[[ Material for the task open ]]
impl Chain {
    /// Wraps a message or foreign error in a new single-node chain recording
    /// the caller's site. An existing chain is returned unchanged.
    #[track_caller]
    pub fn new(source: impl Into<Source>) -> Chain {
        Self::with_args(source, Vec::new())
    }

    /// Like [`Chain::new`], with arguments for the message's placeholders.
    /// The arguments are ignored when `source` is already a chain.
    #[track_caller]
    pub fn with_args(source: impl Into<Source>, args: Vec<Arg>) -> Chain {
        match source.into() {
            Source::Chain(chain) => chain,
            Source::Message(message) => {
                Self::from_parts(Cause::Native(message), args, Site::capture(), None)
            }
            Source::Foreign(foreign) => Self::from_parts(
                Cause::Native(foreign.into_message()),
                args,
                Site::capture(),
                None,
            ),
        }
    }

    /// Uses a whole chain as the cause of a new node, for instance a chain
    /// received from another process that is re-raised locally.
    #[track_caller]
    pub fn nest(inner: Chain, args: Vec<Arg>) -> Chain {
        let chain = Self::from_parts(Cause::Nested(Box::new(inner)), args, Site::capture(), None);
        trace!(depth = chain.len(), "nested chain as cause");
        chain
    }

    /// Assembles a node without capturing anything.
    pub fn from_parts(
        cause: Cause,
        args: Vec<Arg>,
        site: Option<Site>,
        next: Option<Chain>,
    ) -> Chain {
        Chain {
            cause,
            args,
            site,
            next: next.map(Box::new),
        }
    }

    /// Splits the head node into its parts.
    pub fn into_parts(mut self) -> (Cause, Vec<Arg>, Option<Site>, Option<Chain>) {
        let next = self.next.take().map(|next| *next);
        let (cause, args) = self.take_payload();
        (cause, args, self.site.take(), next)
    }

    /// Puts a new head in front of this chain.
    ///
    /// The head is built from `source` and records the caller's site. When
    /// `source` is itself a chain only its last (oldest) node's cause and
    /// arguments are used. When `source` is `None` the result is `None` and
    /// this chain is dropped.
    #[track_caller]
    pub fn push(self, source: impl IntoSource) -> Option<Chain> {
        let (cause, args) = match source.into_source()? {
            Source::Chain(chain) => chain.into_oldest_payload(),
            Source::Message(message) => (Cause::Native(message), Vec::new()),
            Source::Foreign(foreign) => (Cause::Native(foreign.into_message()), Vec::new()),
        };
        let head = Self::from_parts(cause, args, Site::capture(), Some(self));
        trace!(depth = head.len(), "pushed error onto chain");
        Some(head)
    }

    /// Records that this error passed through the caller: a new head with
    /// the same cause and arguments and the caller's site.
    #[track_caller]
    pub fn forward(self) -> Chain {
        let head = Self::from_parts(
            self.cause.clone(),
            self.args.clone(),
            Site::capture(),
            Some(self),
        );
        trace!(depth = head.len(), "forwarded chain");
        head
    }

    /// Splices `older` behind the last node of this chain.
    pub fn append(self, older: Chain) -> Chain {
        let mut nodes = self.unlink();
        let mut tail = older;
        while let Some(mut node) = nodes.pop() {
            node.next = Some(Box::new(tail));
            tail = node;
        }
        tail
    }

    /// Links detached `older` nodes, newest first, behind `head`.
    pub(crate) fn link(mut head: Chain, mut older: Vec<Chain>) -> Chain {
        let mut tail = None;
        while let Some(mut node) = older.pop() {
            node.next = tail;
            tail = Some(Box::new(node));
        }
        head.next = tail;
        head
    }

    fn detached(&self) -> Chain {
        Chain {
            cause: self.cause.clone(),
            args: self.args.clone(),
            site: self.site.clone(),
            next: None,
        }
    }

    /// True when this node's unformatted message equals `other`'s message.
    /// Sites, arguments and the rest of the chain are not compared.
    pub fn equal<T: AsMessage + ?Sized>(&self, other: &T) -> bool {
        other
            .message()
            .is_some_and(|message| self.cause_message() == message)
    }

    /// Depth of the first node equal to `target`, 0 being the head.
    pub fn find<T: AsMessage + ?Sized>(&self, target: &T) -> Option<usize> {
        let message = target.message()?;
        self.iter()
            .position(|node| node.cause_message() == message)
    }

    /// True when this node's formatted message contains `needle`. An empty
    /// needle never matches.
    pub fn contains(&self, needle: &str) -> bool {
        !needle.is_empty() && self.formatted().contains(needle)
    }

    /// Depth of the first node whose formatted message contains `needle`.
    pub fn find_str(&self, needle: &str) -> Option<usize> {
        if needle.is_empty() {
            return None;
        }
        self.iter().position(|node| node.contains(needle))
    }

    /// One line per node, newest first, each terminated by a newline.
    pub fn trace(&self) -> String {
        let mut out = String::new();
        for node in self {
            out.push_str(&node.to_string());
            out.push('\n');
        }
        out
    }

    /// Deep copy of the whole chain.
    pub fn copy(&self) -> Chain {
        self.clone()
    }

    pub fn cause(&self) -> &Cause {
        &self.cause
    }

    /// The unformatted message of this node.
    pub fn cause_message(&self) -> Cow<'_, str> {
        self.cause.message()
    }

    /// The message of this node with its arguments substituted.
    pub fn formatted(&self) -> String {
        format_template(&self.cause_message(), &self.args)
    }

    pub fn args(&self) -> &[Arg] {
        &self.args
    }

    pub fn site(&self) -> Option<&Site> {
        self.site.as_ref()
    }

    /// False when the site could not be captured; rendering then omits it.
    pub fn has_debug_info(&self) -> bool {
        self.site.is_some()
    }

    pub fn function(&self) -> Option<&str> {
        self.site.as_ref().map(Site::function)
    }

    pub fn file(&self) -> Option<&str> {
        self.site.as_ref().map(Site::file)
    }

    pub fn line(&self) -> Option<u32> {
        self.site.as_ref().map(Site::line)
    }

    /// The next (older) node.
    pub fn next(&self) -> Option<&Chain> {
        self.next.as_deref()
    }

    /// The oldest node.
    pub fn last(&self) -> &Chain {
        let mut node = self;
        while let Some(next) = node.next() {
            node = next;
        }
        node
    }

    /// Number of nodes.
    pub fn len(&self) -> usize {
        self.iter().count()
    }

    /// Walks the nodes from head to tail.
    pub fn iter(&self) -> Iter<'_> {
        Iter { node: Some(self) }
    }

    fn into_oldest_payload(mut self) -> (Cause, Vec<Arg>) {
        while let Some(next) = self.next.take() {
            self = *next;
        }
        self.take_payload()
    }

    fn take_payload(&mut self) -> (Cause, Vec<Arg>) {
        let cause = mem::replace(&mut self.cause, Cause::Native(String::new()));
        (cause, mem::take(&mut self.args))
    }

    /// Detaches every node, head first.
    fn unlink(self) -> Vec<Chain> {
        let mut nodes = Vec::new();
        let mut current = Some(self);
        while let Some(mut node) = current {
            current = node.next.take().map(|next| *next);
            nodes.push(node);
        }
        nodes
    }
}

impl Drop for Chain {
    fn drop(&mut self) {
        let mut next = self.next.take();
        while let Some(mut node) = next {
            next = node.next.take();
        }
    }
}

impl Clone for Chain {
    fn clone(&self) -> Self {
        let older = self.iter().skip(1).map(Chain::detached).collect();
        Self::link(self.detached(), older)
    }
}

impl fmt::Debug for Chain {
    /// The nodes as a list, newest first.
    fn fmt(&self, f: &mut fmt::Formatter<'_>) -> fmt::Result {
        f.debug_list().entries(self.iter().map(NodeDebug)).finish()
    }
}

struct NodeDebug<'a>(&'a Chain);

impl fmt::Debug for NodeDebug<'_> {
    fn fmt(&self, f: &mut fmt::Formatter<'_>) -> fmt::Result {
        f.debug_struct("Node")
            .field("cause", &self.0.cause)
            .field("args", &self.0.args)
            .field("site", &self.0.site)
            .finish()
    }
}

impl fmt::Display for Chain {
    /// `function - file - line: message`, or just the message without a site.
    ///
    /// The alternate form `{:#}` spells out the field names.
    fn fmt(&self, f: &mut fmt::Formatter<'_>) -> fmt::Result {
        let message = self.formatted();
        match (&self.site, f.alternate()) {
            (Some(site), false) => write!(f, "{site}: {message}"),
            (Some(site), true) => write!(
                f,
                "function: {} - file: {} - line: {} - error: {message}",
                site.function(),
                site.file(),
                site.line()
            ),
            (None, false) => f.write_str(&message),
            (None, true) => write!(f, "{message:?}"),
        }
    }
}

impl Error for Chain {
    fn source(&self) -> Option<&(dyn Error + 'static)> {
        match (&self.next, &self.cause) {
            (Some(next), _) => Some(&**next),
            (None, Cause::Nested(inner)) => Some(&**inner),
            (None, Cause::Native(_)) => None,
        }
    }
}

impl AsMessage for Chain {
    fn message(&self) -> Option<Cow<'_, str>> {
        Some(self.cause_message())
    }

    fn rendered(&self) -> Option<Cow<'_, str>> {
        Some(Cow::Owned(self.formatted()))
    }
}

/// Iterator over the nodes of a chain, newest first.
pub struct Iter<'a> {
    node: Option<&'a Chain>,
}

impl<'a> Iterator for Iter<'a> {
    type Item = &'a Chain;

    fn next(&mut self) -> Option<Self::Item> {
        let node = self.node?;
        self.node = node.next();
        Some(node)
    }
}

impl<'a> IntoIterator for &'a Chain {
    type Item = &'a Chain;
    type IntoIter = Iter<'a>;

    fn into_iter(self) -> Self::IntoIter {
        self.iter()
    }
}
[[ Material for the task closed ]]
§ **What you need to do**: Report how many lines in the listing above hold the string "copy", giving the number and no other words.

§ **Answer for this exercise**: 2